----- Supplied material
#![cfg(not(target_arch = "wasm32"))]

fn stdout_of(args: &[&str]) -> String {
    let output = assert_cmd::cargo::cargo_bin_cmd!("stdvga-modes")
        .args(args)
        .assert()
        .success()
        .get_output()
        .stdout
        .clone();
    String::from_utf8(output).unwrap()
}

#[test]
fn modes_lists_the_standard_table() {
    let out = stdout_of(&["modes"]);
    let lines: Vec<&str> = out.lines().collect();
    assert_eq!(lines[0], "video memory: 16384 KiB");
    assert!(lines[1].contains(" 640x480 "), "{out}");
    assert!(out.contains("1920x1200"));
    assert!(!out.contains("1366x768"));
    assert!(!out.contains("(boot)"));
}

#[test]
fn boot_mode_is_listed_first() {
    let out = stdout_of(&["--boot", "1280x800", "modes"]);
    let first = out.lines().nth(1).unwrap();
    assert!(first.contains("1280x800"), "{first}");
    assert!(first.ends_with("(boot)"));
    assert_eq!(out.matches("1280x800").count(), 1);
}

#[test]
fn video_memory_is_clamped_to_the_bar() {
    let out = stdout_of(&["--vram-mib", "64", "--fb-bar-mib", "8", "modes"]);
    assert!(out.starts_with("video memory: 8192 KiB"));
    assert!(!out.contains("2560x1600"));
}

#[test]
fn set_mode_prints_the_register_sequence() {
    let out = stdout_of(&["set-mode", "0"]);
    let registers: Vec<&str> = out
        .lines()
        .map(|line| line.split_whitespace().next().unwrap())
        .collect();
    assert_eq!(
        registers,
        [
            "Enable",
            "Bank",
            "XOffset",
            "YOffset",
            "Bpp",
            "Xres",
            "VirtWidth",
            "Yres",
            "VirtHeight",
            "Enable"
        ]
    );
    assert!(out.lines().last().unwrap().ends_with("0x0041"));
    assert!(out.contains("Xres             <- 0x0280"));
}

#[test]
fn out_of_range_mode_fails() {
    assert_cmd::cargo::cargo_bin_cmd!("stdvga-modes")
        .args(["set-mode", "999"])
        .assert()
        .failure();
}

#[test]
fn zero_video_memory_fails_to_start() {
    assert_cmd::cargo::cargo_bin_cmd!("stdvga-modes")
        .args(["--vram-mib", "0", "--fb-bar-mib", "16", "modes"])
        .assert()
        .failure();
}

#[test]
fn edid_dump_starts_with_the_header() {
    let out = stdout_of(&["--pci", "00:02.0", "edid", "--target", "1"]);
    let lines: Vec<&str> = out.lines().collect();
    assert_eq!(lines[0], "serial 0x00100001");
    assert!(lines[1].starts_with("00: 00 ff ff ff ff ff ff 00"));
    assert_eq!(lines.len(), 1 + 8);
}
----------
Problem
Transcribe the data in full, keeping every detail.

Result for this task
#![cfg(not(target_arch = "wasm32"))]

fn stdout_of(args: &[&str]) -> String {
    let output = assert_cmd::cargo::cargo_bin_cmd!("stdvga-modes")
        .args(args)
        .assert()
        .success()
        .get_output()
        .stdout
        .clone();
    String::from_utf8(output).unwrap()
}

#[test]
fn modes_lists_the_standard_table() {
    let out = stdout_of(&["modes"]);
    let lines: Vec<&str> = out.lines().collect();
    assert_eq!(lines[0], "video memory: 16384 KiB");
    assert!(lines[1].contains(" 640x480 "), "{out}");
    assert!(out.contains("1920x1200"));
    assert!(!out.contains("1366x768"));
    assert!(!out.contains("(boot)"));
}

#[test]
fn boot_mode_is_listed_first() {
    let out = stdout_of(&["--boot", "1280x800", "modes"]);
    let first = out.lines().nth(1).unwrap();
    assert!(first.contains("1280x800"), "{first}");
    assert!(first.ends_with("(boot)"));
    assert_eq!(out.matches("1280x800").count(), 1);
}

#[test]
fn video_memory_is_clamped_to_the_bar() {
    let out = stdout_of(&["--vram-mib", "64", "--fb-bar-mib", "8", "modes"]);
    assert!(out.starts_with("video memory: 8192 KiB"));
    assert!(!out.contains("2560x1600"));
}

#[test]
fn set_mode_prints_the_register_sequence() {
    let out = stdout_of(&["set-mode", "0"]);
    let registers: Vec<&str> = out
        .lines()
        .map(|line| line.split_whitespace().next().unwrap())
        .collect();
    assert_eq!(
        registers,
        [
            "Enable",
            "Bank",
            "XOffset",
            "YOffset",
            "Bpp",
            "Xres",
            "VirtWidth",
            "Yres",
            "VirtHeight",
            "Enable"
        ]
    );
    assert!(out.lines().last().unwrap().ends_with("0x0041"));
    assert!(out.contains("Xres             <- 0x0280"));
}

#[test]
fn out_of_range_mode_fails() {
    assert_cmd::cargo::cargo_bin_cmd!("stdvga-modes")
        .args(["set-mode", "999"])
        .assert()
        .failure();
}

#[test]
fn zero_video_memory_fails_to_start() {
    assert_cmd::cargo::cargo_bin_cmd!("stdvga-modes")
        .args(["--vram-mib", "0", "--fb-bar-mib", "16", "modes"])
        .assert()
        .failure();
}

#[test]
fn edid_dump_starts_with_the_header() {
    let out = stdout_of(&["--pci", "00:02.0", "edid", "--target", "1"]);
    let lines: Vec<&str> = out.lines().collect();
    assert_eq!(lines[0], "serial 0x00100001");
    assert!(lines[1].starts_with("00: 00 ff ff ff ff ff ff 00"));
    assert_eq!(lines.len(), 1 + 8);
}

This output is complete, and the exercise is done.